Description of problem: This issue was originally discussed in bz 1814123 . According to the actual failure happening, IPMI interface of the broken baremetal node becomes unavailable. While ironic stops polling power status for that node with its IPMI interface down, it still requires to access IPMI interface to power off the node during deploy process. This causes failure when we remove or replace that node, because deleting nova instance fails during stack update. To avoid the error, we should remove baremetal node by $ openstack baremetal node delete <baremetal node id> so that nova will skip undeploying the node. Version-Release number of selected component (if applicable): How reproducible: Always Steps to Reproduce: 1. deploy overcloud 2. disable IPMI interface of one overcloud nodes 3. Remove or Replace that node according to our product documentation[1] [1] Compute: https://access.redhat.com/documentation/en-us/red_hat_openstack_platform/13/html/director_installation_and_usage/scaling-overcloud-nodes#removing-compute-nodes Controller: https://access.redhat.com/documentation/en-us/red_hat_openstack_platform/13/html/director_installation_and_usage/replacing-controller-nodes Actual results: stack becomes UPDATE_FAILED status, because of error while deleting the nova instance Expected results: stack becomes UPDATE_COMPLETE status without any failures Additional info:
https://access.redhat.com/documentation/en-us/red_hat_openstack_platform/16.1/html-single/director_installation_and_usage/index#removing-compute-nodes 16.3.8.i We've decided this is correct, and we really don't want to recommend "openstack baremetal node delete" in general.
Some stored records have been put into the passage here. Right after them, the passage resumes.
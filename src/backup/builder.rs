//! Manifest builder.
//!
//! Walks a cluster data directory (recursing through tablespace links
//! under `pg_tblspc/`) and fills a manifest with path, file and link
//! entries. When a prior manifest is given, files whose size, inode and
//! modification time are unchanged get a `reference` to the backup that
//! still holds their bytes instead of being copied again.
//!
//! The inode-plus-mtime comparison is the only unchanged oracle
//! available without re-reading file contents; content verification is
//! a separate concern.

use anyhow::{format_err, Error};

use std::collections::{BTreeMap, BTreeSet};
use std::path::Path;

use crate::fs::{FileKind, Filesystem};
use crate::tools;

use super::manifest::{
    file_section, link_section, path_section, tablespace_level, Manifest,
    LEVEL_BASE, SECTION_BACKUP, SECTION_BACKUP_PATH, SECTION_BACKUP_TABLESPACE,
};

/// WAL directory inside the cluster; contents are collected from the
/// archive instead of being copied from the live cluster.
pub const DB_PATH_WAL: &str = "pg_xlog";

/// Tablespace link directory inside the cluster.
pub const DB_PATH_TABLESPACE: &str = "pg_tblspc";

/// Lock file of a running postmaster; never backed up.
pub const DB_FILE_POSTMASTER_PID: &str = "postmaster.pid";

/// Walk the cluster at `db_path` and fill `manifest`.
///
/// `tablespace_map` maps tablespace oids to names; an unmapped oid
/// falls back to the oid itself (offline backups cannot query names).
pub fn build_manifest<F: Filesystem>(
    fs: &F,
    manifest: &mut Manifest,
    prior: Option<&Manifest>,
    db_path: &Path,
    tablespace_map: &BTreeMap<String, String>,
) -> Result<(), Error> {

    manifest.set_scalar(
        SECTION_BACKUP_PATH,
        LEVEL_BASE,
        db_path.to_string_lossy().into_owned(),
    );

    let mut references = BTreeSet::new();

    build_level(fs, manifest, prior, &mut references, db_path, LEVEL_BASE, tablespace_map)?;

    if !references.is_empty() {
        let joined = references.into_iter().collect::<Vec<_>>().join(",");
        manifest.set_scalar(SECTION_BACKUP, "reference", joined);
    }

    Ok(())
}

fn build_level<F: Filesystem>(
    fs: &F,
    manifest: &mut Manifest,
    prior: Option<&Manifest>,
    references: &mut BTreeSet<String>,
    root: &Path,
    level: &str,
    tablespace_map: &BTreeMap<String, String>,
) -> Result<(), Error> {

    let entries = fs.manifest(root)?;

    for (name, info) in &entries {
        if level == LEVEL_BASE {
            if name == DB_FILE_POSTMASTER_PID {
                continue;
            }
            // the WAL directory itself is kept so collection has a place
            // to write into, its contents come from the archive
            if name.starts_with(&format!("{}/", DB_PATH_WAL)) {
                continue;
            }
        }

        match info.kind {
            FileKind::Directory => {
                let section = path_section(level);
                manifest.set_attr(&section, name, "user", info.user.as_str());
                manifest.set_attr(&section, name, "group", info.group.as_str());
                manifest.set_attr(&section, name, "permission", tools::mode_to_octal(info.permission));
            }
            FileKind::File => {
                let section = file_section(level);
                manifest.set_attr(&section, name, "user", info.user.as_str());
                manifest.set_attr(&section, name, "group", info.group.as_str());
                manifest.set_attr(&section, name, "permission", tools::mode_to_octal(info.permission));
                manifest.set_attr(&section, name, "size", info.size);
                manifest.set_attr(&section, name, "inode", info.inode);
                manifest.set_attr(&section, name, "modification_time", info.modification_time);

                if let Some(prior) = prior {
                    diff_file(manifest, prior, references, level, name, info)?;
                }
            }
            FileKind::Link => {
                let destination = info.link_destination.as_deref().ok_or_else(|| {
                    format_err!("link entry '{}' has no destination", name)
                })?;

                let section = link_section(level);
                manifest.set_attr(&section, name, "user", info.user.as_str());
                manifest.set_attr(&section, name, "group", info.group.as_str());
                manifest.set_attr(&section, name, "link_destination", destination);

                let tablespace_prefix = format!("{}/", DB_PATH_TABLESPACE);
                if level == LEVEL_BASE && name.starts_with(&tablespace_prefix) {
                    let oid = &name[tablespace_prefix.len()..];
                    let tablespace_name = tablespace_map
                        .get(oid)
                        .cloned()
                        .unwrap_or_else(|| oid.to_string());

                    manifest.set_attr(SECTION_BACKUP_TABLESPACE, &tablespace_name, "link", oid);
                    manifest.set_attr(SECTION_BACKUP_TABLESPACE, &tablespace_name, "path", destination);

                    let tablespace = tablespace_level(&tablespace_name);
                    manifest.set_scalar(SECTION_BACKUP_PATH, &tablespace, destination);

                    build_level(
                        fs,
                        manifest,
                        prior,
                        references,
                        Path::new(destination),
                        &tablespace,
                        tablespace_map,
                    )?;
                }
            }
        }
    }

    Ok(())
}

/// Attach a `reference` when the prior manifest shows the file unchanged.
fn diff_file(
    manifest: &mut Manifest,
    prior: &Manifest,
    references: &mut BTreeSet<String>,
    level: &str,
    name: &str,
    info: &crate::fs::FileInfo,
) -> Result<(), Error> {

    let section = file_section(level);

    let prior_entry = match prior.entry(&section, name) {
        Some(entry) => entry,
        None => return Ok(()),
    };

    let unchanged = prior_entry.get("size").and_then(|value| value.as_integer())
        == Some(info.size as i64)
        && prior_entry.get("inode").and_then(|value| value.as_integer())
            == Some(info.inode as i64)
        && prior_entry.get("modification_time").and_then(|value| value.as_integer())
            == Some(info.modification_time);

    if !unchanged {
        return Ok(());
    }

    let reference = match prior_entry.get("reference").and_then(|value| value.as_str()) {
        Some(reference) => reference.to_string(),
        None => prior
            .scalar_str(SECTION_BACKUP, "label")
            .ok_or_else(|| format_err!("prior manifest has no label"))?
            .to_string(),
    };

    manifest.set_attr(&section, name, "reference", reference.as_str());

    if let Some(checksum) = prior_entry.get("checksum").and_then(|value| value.as_str()) {
        manifest.set_attr(&section, name, "checksum", checksum);
    }

    references.insert(reference);

    Ok(())
}
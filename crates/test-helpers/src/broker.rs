//! Scripted in-memory broker.

use crate::decryptor::stub_payload;
use async_trait::async_trait;
use chrono::Utc;
use parking_lot::Mutex;
use poolkeeper_core::{BrokerApi, BrokerError};
use poolkeeper_messages::{
    AcquireRequest, LeaseGrant, QuotaReportRequest, ReleaseRequest, ReleaseResponse,
    RenewRequest, RenewResponse, ReportIssueRequest,
};
use poolkeeper_types::{Account, LeaseId};
use std::time::Duration;

/// TTL granted unless overridden.
pub const DEFAULT_TTL_SECS: u64 = 1800;

/// How many times each broker method was called, counted when the call
/// starts.
#[derive(Debug, Clone, Copy, Default, PartialEq, Eq)]
pub struct CallCounts {
    pub acquire: u32,
    pub renew: u32,
    pub release: u32,
    pub report_issue: u32,
    pub report_quota: u32,
}

#[derive(Default)]
struct Script {
    ttl_secs: u64,
    switch_ttl_secs: Option<u64>,
    next_lease: u64,

    fail_acquire: Option<BrokerError>,
    fail_renew: Option<BrokerError>,
    fail_release: Option<BrokerError>,
    fail_report_issue: Option<BrokerError>,
    failing_renews: u32,
    corrupt_next_switch: bool,
    hang_acquire: bool,
    hang_release: bool,
    acquire_delay: Option<Duration>,
    renew_delay: Option<Duration>,
    switch_delay: Option<Duration>,

    calls: CallCounts,
    released: Vec<LeaseId>,
    issues: Vec<ReportIssueRequest>,
    quota_reports: Vec<QuotaReportRequest>,
}

/// A broker that grants leases `lease-1`, `lease-2`, ... on accounts
/// `account-1@example.com`, `account-2@example.com`, ..., with payloads
/// readable by [`crate::StubDecryptor`].
pub struct MockBroker {
    script: Mutex<Script>,
}

impl Default for MockBroker {
    fn default() -> Self {
        Self::new()
    }
}

impl MockBroker {
    pub fn new() -> Self {
        Self {
            script: Mutex::new(Script {
                ttl_secs: DEFAULT_TTL_SECS,
                ..Script::default()
            }),
        }
    }

    /// Grant this TTL on acquire, renew and (unless overridden) switch.
    pub fn with_ttl(self, ttl_secs: u64) -> Self {
        self.script.lock().ttl_secs = ttl_secs;
        self
    }

    // ═══════════════════════════════════════════════════════════════════════
    // Scripting
    // ═══════════════════════════════════════════════════════════════════════

    /// Fail every acquire with `error` (or stop failing with `None`).
    pub fn fail_acquire(&self, error: Option<BrokerError>) {
        self.script.lock().fail_acquire = error;
    }

    /// Fail every renew with `error`.
    pub fn fail_renew(&self, error: Option<BrokerError>) {
        self.script.lock().fail_renew = error;
    }

    /// Fail every release with `error`.
    pub fn fail_release(&self, error: Option<BrokerError>) {
        self.script.lock().fail_release = error;
    }

    /// Fail every report-issue with `error`.
    pub fn fail_report_issue(&self, error: Option<BrokerError>) {
        self.script.lock().fail_report_issue = error;
    }

    /// Fail only the next renew, with a 503.
    pub fn fail_next_renew(&self) {
        self.script.lock().failing_renews += 1;
    }

    /// Answer the next report-issue with a payload no decryptor accepts.
    pub fn corrupt_next_switch(&self) {
        self.script.lock().corrupt_next_switch = true;
    }

    /// Never answer acquire calls.
    pub fn hang_acquire(&self, hang: bool) {
        self.script.lock().hang_acquire = hang;
    }

    /// Never answer release calls.
    pub fn hang_release(&self, hang: bool) {
        self.script.lock().hang_release = hang;
    }

    /// Delay every acquire response.
    pub fn set_acquire_delay(&self, delay: Option<Duration>) {
        self.script.lock().acquire_delay = delay;
    }

    /// Delay every renew response.
    pub fn set_renew_delay(&self, delay: Option<Duration>) {
        self.script.lock().renew_delay = delay;
    }

    /// Delay every report-issue response. The issue is recorded on arrival.
    pub fn set_switch_delay(&self, delay: Option<Duration>) {
        self.script.lock().switch_delay = delay;
    }

    /// Grant a different TTL on switch.
    pub fn set_switch_ttl(&self, ttl_secs: Option<u64>) {
        self.script.lock().switch_ttl_secs = ttl_secs;
    }

    // ═══════════════════════════════════════════════════════════════════════
    // Inspection
    // ═══════════════════════════════════════════════════════════════════════

    pub fn calls(&self) -> CallCounts {
        self.script.lock().calls
    }

    /// Lease ids that release was called with, in order.
    pub fn released(&self) -> Vec<LeaseId> {
        self.script.lock().released.clone()
    }

    /// Report-issue requests received, in order.
    pub fn issues(&self) -> Vec<ReportIssueRequest> {
        self.script.lock().issues.clone()
    }

    /// Quota reports received, in order.
    pub fn quota_reports(&self) -> Vec<QuotaReportRequest> {
        self.script.lock().quota_reports.clone()
    }
}

impl Script {
    fn grant(&mut self, ttl_secs: u64) -> LeaseGrant {
        self.next_lease += 1;
        let n = self.next_lease;
        let account = Account::new(format!("account-{}@example.com", n), format!("refresh-{}", n));
        LeaseGrant {
            lease_id: LeaseId::new(format!("lease-{}", n)),
            account: stub_payload(&account),
            expires_at: Utc::now() + chrono::Duration::seconds(ttl_secs as i64),
            ttl_seconds: ttl_secs,
        }
    }
}

#[async_trait]
impl BrokerApi for MockBroker {
    async fn acquire(&self, _request: AcquireRequest) -> Result<LeaseGrant, BrokerError> {
        let (hang, delay) = {
            let mut script = self.script.lock();
            script.calls.acquire += 1;
            if let Some(error) = script.fail_acquire.clone() {
                return Err(error);
            }
            (script.hang_acquire, script.acquire_delay)
        };
        if hang {
            std::future::pending::<()>().await;
        }
        if let Some(delay) = delay {
            tokio::time::sleep(delay).await;
        }

        let mut script = self.script.lock();
        let ttl = script.ttl_secs;
        Ok(script.grant(ttl))
    }

    async fn renew(&self, _request: RenewRequest) -> Result<RenewResponse, BrokerError> {
        let delay = {
            let mut script = self.script.lock();
            script.calls.renew += 1;
            script.renew_delay
        };
        if let Some(delay) = delay {
            tokio::time::sleep(delay).await;
        }

        let mut script = self.script.lock();
        if script.failing_renews > 0 {
            script.failing_renews -= 1;
            return Err(BrokerError::Status {
                status: 503,
                body: "unavailable".to_string(),
            });
        }
        if let Some(error) = script.fail_renew.clone() {
            return Err(error);
        }
        Ok(RenewResponse {
            expires_at: Utc::now() + chrono::Duration::seconds(script.ttl_secs as i64),
            ttl_seconds: script.ttl_secs,
        })
    }

    async fn release(&self, request: ReleaseRequest) -> Result<ReleaseResponse, BrokerError> {
        let hang = {
            let mut script = self.script.lock();
            script.calls.release += 1;
            script.released.push(request.lease_id);
            if let Some(error) = script.fail_release.clone() {
                return Err(error);
            }
            script.hang_release
        };
        if hang {
            std::future::pending::<()>().await;
        }
        Ok(ReleaseResponse { success: true })
    }

    async fn report_issue(&self, request: ReportIssueRequest) -> Result<LeaseGrant, BrokerError> {
        let delay = {
            let mut script = self.script.lock();
            script.calls.report_issue += 1;
            script.issues.push(request);
            if let Some(error) = script.fail_report_issue.clone() {
                return Err(error);
            }
            script.switch_delay
        };
        if let Some(delay) = delay {
            tokio::time::sleep(delay).await;
        }

        let mut script = self.script.lock();
        let ttl = script.switch_ttl_secs.unwrap_or(script.ttl_secs);
        let mut grant = script.grant(ttl);
        if std::mem::take(&mut script.corrupt_next_switch) {
            grant.account = "corrupted".to_string();
        }
        Ok(grant)
    }

    async fn report_quota(&self, request: QuotaReportRequest) -> Result<(), BrokerError> {
        let mut script = self.script.lock();
        script.calls.report_quota += 1;
        script.quota_reports.push(request);
        Ok(())
    }
}
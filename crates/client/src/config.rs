//! Configuration for the lease manager and the `poolkeeper` binary.
//!
//! [`LeaseConfig`] holds the lifecycle tunables. [`ClientConfig`] is the TOML
//! file shape: where the broker is, the secrets needed to talk to it, and
//! optional overrides for the tunables. Environment variables override the
//! file; CLI flags override both.

use crate::crypto::AesGcmDecryptor;
use crate::http::{HttpBroker, HttpModelQuotaSource, OAuthTokenRefresher};
use crate::manager::{LeaseManager, QuotaSources};
use serde::Deserialize;
use std::path::{Path, PathBuf};
use std::sync::Arc;
use std::time::Duration;
use thiserror::Error;

/// Environment variable overriding the broker URL.
pub const ENV_BROKER_URL: &str = "POOLKEEPER_BROKER_URL";
/// Environment variable overriding the broker API key.
pub const ENV_API_KEY: &str = "POOLKEEPER_API_KEY";
/// Environment variable overriding the account payload key.
pub const ENV_ENCRYPTION_KEY: &str = "POOLKEEPER_ENCRYPTION_KEY";

/// Shortest heartbeat period, whatever TTL the broker grants.
const MIN_HEARTBEAT_PERIOD: Duration = Duration::from_secs(1);

/// Lease lifecycle tunables.
#[derive(Debug, Clone, PartialEq)]
pub struct LeaseConfig {
    /// Upper bound on every broker and quota request.
    pub request_timeout: Duration,

    /// Fraction of the granted TTL between heartbeats.
    pub heartbeat_ratio: f64,

    /// How often the idle monitor checks for inactivity.
    pub idle_check_interval: Duration,

    /// Inactivity after which the lease is released.
    pub idle_timeout: Duration,

    /// Minimum time between successful quota polls.
    pub quota_check_interval: Duration,

    /// Remaining-quota fraction at or below which the account is switched.
    pub low_quota_threshold: f64,

    /// Reset hint sent with a low-quota switch when upstream gives none.
    pub quota_reset_fallback: Duration,

    /// Longest rate-limit wait worth sitting out before switching accounts.
    pub max_rate_limit_wait: Duration,

    /// How long a shutdown may take before the watchdog terminates the process.
    pub shutdown_timeout: Duration,
}

impl Default for LeaseConfig {
    fn default() -> Self {
        Self {
            request_timeout: Duration::from_secs(10),
            heartbeat_ratio: 0.5,
            idle_check_interval: Duration::from_secs(60),
            idle_timeout: Duration::from_secs(20 * 60),
            quota_check_interval: Duration::from_secs(5 * 60),
            low_quota_threshold: 0.20,
            quota_reset_fallback: Duration::from_secs(24 * 60 * 60),
            max_rate_limit_wait: Duration::from_secs(60),
            shutdown_timeout: Duration::from_secs(10),
        }
    }
}

impl LeaseConfig {
    /// Set the per-request timeout.
    pub fn with_request_timeout(mut self, timeout: Duration) -> Self {
        self.request_timeout = timeout;
        self
    }

    /// Set the heartbeat ratio (0.0 to 1.0, exclusive of 0).
    pub fn with_heartbeat_ratio(mut self, ratio: f64) -> Self {
        self.heartbeat_ratio = ratio.clamp(0.01, 1.0);
        self
    }

    /// Set the idle check interval.
    pub fn with_idle_check_interval(mut self, interval: Duration) -> Self {
        self.idle_check_interval = interval;
        self
    }

    /// Set the idle timeout.
    pub fn with_idle_timeout(mut self, timeout: Duration) -> Self {
        self.idle_timeout = timeout;
        self
    }

    /// Set the minimum interval between quota polls.
    pub fn with_quota_check_interval(mut self, interval: Duration) -> Self {
        self.quota_check_interval = interval;
        self
    }

    /// Set the low-quota threshold (0.0 to 1.0).
    pub fn with_low_quota_threshold(mut self, threshold: f64) -> Self {
        self.low_quota_threshold = threshold.clamp(0.0, 1.0);
        self
    }

    /// Set the fallback reset hint for low-quota switches.
    pub fn with_quota_reset_fallback(mut self, fallback: Duration) -> Self {
        self.quota_reset_fallback = fallback;
        self
    }

    /// Set the longest tolerable rate-limit wait.
    pub fn with_max_rate_limit_wait(mut self, wait: Duration) -> Self {
        self.max_rate_limit_wait = wait;
        self
    }

    /// Set the shutdown watchdog timeout.
    pub fn with_shutdown_timeout(mut self, timeout: Duration) -> Self {
        self.shutdown_timeout = timeout;
        self
    }

    /// Heartbeat period for a granted TTL: `floor(ttl_secs × ratio × 1000)` ms.
    pub fn heartbeat_period(&self, ttl: Duration) -> Duration {
        let millis = (ttl.as_secs() as f64 * self.heartbeat_ratio * 1000.0).floor() as u64;
        Duration::from_millis(millis).max(MIN_HEARTBEAT_PERIOD)
    }
}

/// Errors loading configuration or building a manager from it.
#[derive(Debug, Error)]
pub enum ConfigError {
    #[error("Failed to read config file {path}: {source}")]
    Io {
        path: PathBuf,
        #[source]
        source: std::io::Error,
    },

    #[error("Invalid config: {0}")]
    Parse(#[from] toml::de::Error),

    #[error("Missing required setting: {0}")]
    Missing(&'static str),

    #[error("Failed to build HTTP client: {0}")]
    Http(String),
}

/// Top-level config file.
///
/// ```toml
/// [broker]
/// url = "https://broker.internal"
/// api_key = "..."
/// encryption_key = "..."
///
/// [quota]
/// enabled = true
/// oauth_client_id = "..."
/// oauth_client_secret = "..."
///
/// [lease]
/// idle_timeout_secs = 1200
/// ```
#[derive(Debug, Clone, Default, Deserialize)]
#[serde(deny_unknown_fields)]
pub struct ClientConfig {
    #[serde(default)]
    pub broker: BrokerSection,

    #[serde(default)]
    pub quota: QuotaSection,

    #[serde(default)]
    pub lease: LeaseSection,
}

/// `[broker]` section.
#[derive(Debug, Clone, Default, Deserialize)]
#[serde(deny_unknown_fields)]
pub struct BrokerSection {
    pub url: Option<String>,
    pub api_key: Option<String>,
    pub encryption_key: Option<String>,
}

/// `[quota]` section.
#[derive(Debug, Clone, Deserialize)]
#[serde(deny_unknown_fields)]
pub struct QuotaSection {
    #[serde(default)]
    pub enabled: bool,
    #[serde(default = "default_token_url")]
    pub token_url: String,
    #[serde(default = "default_models_url")]
    pub models_url: String,
    pub oauth_client_id: Option<String>,
    pub oauth_client_secret: Option<String>,
}

fn default_token_url() -> String {
    "https://oauth2.googleapis.com/token".to_string()
}

fn default_models_url() -> String {
    "https://cloudcode-pa.googleapis.com/v1internal:fetchAvailableModels".to_string()
}

impl Default for QuotaSection {
    fn default() -> Self {
        Self {
            enabled: false,
            token_url: default_token_url(),
            models_url: default_models_url(),
            oauth_client_id: None,
            oauth_client_secret: None,
        }
    }
}

/// `[lease]` section. Every field is optional; unset fields keep the
/// [`LeaseConfig`] default.
#[derive(Debug, Clone, Default, Deserialize)]
#[serde(deny_unknown_fields)]
pub struct LeaseSection {
    pub request_timeout_secs: Option<u64>,
    pub heartbeat_ratio: Option<f64>,
    pub idle_check_interval_secs: Option<u64>,
    pub idle_timeout_secs: Option<u64>,
    pub quota_check_interval_secs: Option<u64>,
    pub low_quota_threshold: Option<f64>,
    pub quota_reset_fallback_secs: Option<u64>,
    pub max_rate_limit_wait_secs: Option<u64>,
    pub shutdown_timeout_secs: Option<u64>,
}

impl ClientConfig {
    /// Load a config file.
    pub fn load(path: &Path) -> Result<Self, ConfigError> {
        let contents = std::fs::read_to_string(path).map_err(|source| ConfigError::Io {
            path: path.to_path_buf(),
            source,
        })?;
        Self::from_toml_str(&contents)
    }

    /// Parse a config from TOML text.
    pub fn from_toml_str(contents: &str) -> Result<Self, ConfigError> {
        Ok(toml::from_str(contents)?)
    }

    /// Apply `POOLKEEPER_*` environment overrides.
    pub fn apply_env(self) -> Self {
        self.apply_env_with(|key| std::env::var(key).ok())
    }

    /// Apply overrides from an arbitrary variable lookup.
    pub fn apply_env_with(mut self, lookup: impl Fn(&str) -> Option<String>) -> Self {
        if let Some(url) = lookup(ENV_BROKER_URL) {
            self.broker.url = Some(url);
        }
        if let Some(key) = lookup(ENV_API_KEY) {
            self.broker.api_key = Some(key);
        }
        if let Some(key) = lookup(ENV_ENCRYPTION_KEY) {
            self.broker.encryption_key = Some(key);
        }
        self
    }

    /// Resolve the lease tunables.
    pub fn lease_config(&self) -> LeaseConfig {
        let section = &self.lease;
        let mut config = LeaseConfig::default();
        if let Some(secs) = section.request_timeout_secs {
            config = config.with_request_timeout(Duration::from_secs(secs));
        }
        if let Some(ratio) = section.heartbeat_ratio {
            config = config.with_heartbeat_ratio(ratio);
        }
        if let Some(secs) = section.idle_check_interval_secs {
            config = config.with_idle_check_interval(Duration::from_secs(secs));
        }
        if let Some(secs) = section.idle_timeout_secs {
            config = config.with_idle_timeout(Duration::from_secs(secs));
        }
        if let Some(secs) = section.quota_check_interval_secs {
            config = config.with_quota_check_interval(Duration::from_secs(secs));
        }
        if let Some(threshold) = section.low_quota_threshold {
            config = config.with_low_quota_threshold(threshold);
        }
        if let Some(secs) = section.quota_reset_fallback_secs {
            config = config.with_quota_reset_fallback(Duration::from_secs(secs));
        }
        if let Some(secs) = section.max_rate_limit_wait_secs {
            config = config.with_max_rate_limit_wait(Duration::from_secs(secs));
        }
        if let Some(secs) = section.shutdown_timeout_secs {
            config = config.with_shutdown_timeout(Duration::from_secs(secs));
        }
        config
    }

    /// Build a lease manager wired to the HTTP broker and, if enabled, the
    /// HTTP quota sources.
    pub fn build_manager(&self) -> Result<LeaseManager, ConfigError> {
        let lease_config = self.lease_config();
        let url = self.broker.url.as_deref().ok_or(ConfigError::Missing("broker.url"))?;
        let api_key = self
            .broker
            .api_key
            .as_deref()
            .ok_or(ConfigError::Missing("broker.api_key"))?;
        let encryption_key = self
            .broker
            .encryption_key
            .as_deref()
            .ok_or(ConfigError::Missing("broker.encryption_key"))?;

        let broker = HttpBroker::new(url, api_key, lease_config.request_timeout)
            .map_err(|e| ConfigError::Http(e.to_string()))?;
        let decryptor = AesGcmDecryptor::from_shared_secret(encryption_key);

        let mut builder = LeaseManager::builder(Arc::new(broker), Arc::new(decryptor))
            .with_config(lease_config.clone());

        if self.quota.enabled {
            let client_id = self
                .quota
                .oauth_client_id
                .as_deref()
                .ok_or(ConfigError::Missing("quota.oauth_client_id"))?;
            let client_secret = self
                .quota
                .oauth_client_secret
                .as_deref()
                .ok_or(ConfigError::Missing("quota.oauth_client_secret"))?;
            let refresher = OAuthTokenRefresher::new(
                &self.quota.token_url,
                client_id,
                client_secret,
                lease_config.request_timeout,
            )
            .map_err(|e| ConfigError::Http(e.to_string()))?;
            let models =
                HttpModelQuotaSource::new(&self.quota.models_url, lease_config.request_timeout)
                    .map_err(|e| ConfigError::Http(e.to_string()))?;
            builder = builder.with_quota_sources(QuotaSources::new(
                Arc::new(refresher),
                Arc::new(models),
            ));
        }

        Ok(builder.build())
    }
}
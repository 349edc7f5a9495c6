//! Lease lifecycle responses.

use chrono::{DateTime, Utc};
use poolkeeper_types::LeaseId;
use serde::Deserialize;
use std::time::Duration;

/// A lease granted by acquire or report-issue.
///
/// `account` is the encrypted account payload; the client decrypts it with
/// the shared key before use.
#[derive(Debug, Clone, PartialEq, Eq, Deserialize)]
pub struct LeaseGrant {
    pub lease_id: LeaseId,
    pub account: String,
    pub expires_at: DateTime<Utc>,
    pub ttl_seconds: u64,
}

impl LeaseGrant {
    /// The granted TTL.
    pub fn ttl(&self) -> Duration {
        Duration::from_secs(self.ttl_seconds)
    }
}

/// Response to a renew.
#[derive(Debug, Clone, PartialEq, Eq, Deserialize)]
pub struct RenewResponse {
    pub expires_at: DateTime<Utc>,
    pub ttl_seconds: u64,
}

impl RenewResponse {
    /// The granted TTL.
    pub fn ttl(&self) -> Duration {
        Duration::from_secs(self.ttl_seconds)
    }
}

/// Response to a release.
#[derive(Debug, Clone, Copy, PartialEq, Eq, Deserialize)]
pub struct ReleaseResponse {
    #[serde(default)]
    pub success: bool,
}

/// Response to report-issue: a replacement lease, bare or wrapped.
#[derive(Debug, Clone, PartialEq, Eq, Deserialize)]
#[serde(untagged)]
pub enum ReportIssueResponse {
    Wrapped { new_lease: LeaseGrant },
    Bare(LeaseGrant),
}

impl ReportIssueResponse {
    /// Unwrap the replacement lease regardless of envelope.
    pub fn into_grant(self) -> LeaseGrant {
        match self {
            ReportIssueResponse::Wrapped { new_lease } => new_lease,
            ReportIssueResponse::Bare(grant) => grant,
        }
    }
}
If overcloud node delete fails in maintenance mode there could be any number of root causes so no general advice would apply. However, 16.3.8.i should recommend to wait for 2 minutes after setting maintenance mode. [2]https://access.redhat.com/documentation/en-us/red_hat_openstack_platform/16.1/html-single/director_installation_and_usage/index#replacing-a-controller-node 17.4.4, (no change required, 2 minutes will elapse just reading the docs)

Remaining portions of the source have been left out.